### Work instruction
Beginning at the line containing "id.parse::<u64>()", print every line until the records end, keeping each exactly as it is.

(Collected data)
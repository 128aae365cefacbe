//! Service namespaces served by the apigate gateway.
//!
//! Every service keeps its data in a shared [`MemoryStore`]. Calls reach the
//! store through the request's [`StoreSession`], so the dispatcher's
//! transaction covers every write a call makes, nested calls included.

pub mod apiinfo;
pub mod clock;
pub mod host;
pub mod seed;
pub mod store;
pub mod user;

use std::sync::Arc;

use apigate_core::{ApiError, ServiceError, ServiceRegistry};

pub use apiinfo::ApiInfoService;
pub use clock::{Clock, ManualClock, SystemClock};
pub use host::HostService;
pub use seed::{SeedError, UserSeed, load_users};
pub use store::{MemoryStore, StoreSession, StoreState};
pub use user::{LoginPolicy, UserService};

/// Message for references to objects that do not exist.
pub const NO_OBJECT_MESSAGE: &str = "No permissions to referred object or it does not exist!";

/// Builds the registry of every namespace the gateway serves.
#[must_use]
pub fn service_registry(
    api_version: &str,
    policy: LoginPolicy,
    clock: Arc<dyn Clock>,
) -> ServiceRegistry {
    ServiceRegistry::builder()
        .register("apiinfo", ApiInfoService::new(api_version))
        .register("user", UserService::new(policy, clock))
        .register("host", HostService)
        .build()
}

/// Parses string object ids.
///
/// Ids that are not numbers cannot name a stored object, so they are
/// reported the same way as missing ones.
pub(crate) fn parse_ids(ids: &[String]) -> Result<Vec<u64>, ServiceError> {
    ids.iter()
        .map(|id| {
            id.parse::<u64>()
                .map_err(|_| ServiceError::from(ApiError::permissions(NO_OBJECT_MESSAGE)))
        })
        .collect()
}

#[cfg(test)]
mod tests;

### Reply to the task
            id.parse::<u64>()
                .map_err(|_| ServiceError::from(ApiError::permissions(NO_OBJECT_MESSAGE)))
        })
        .collect()
}

#[cfg(test)]
mod tests;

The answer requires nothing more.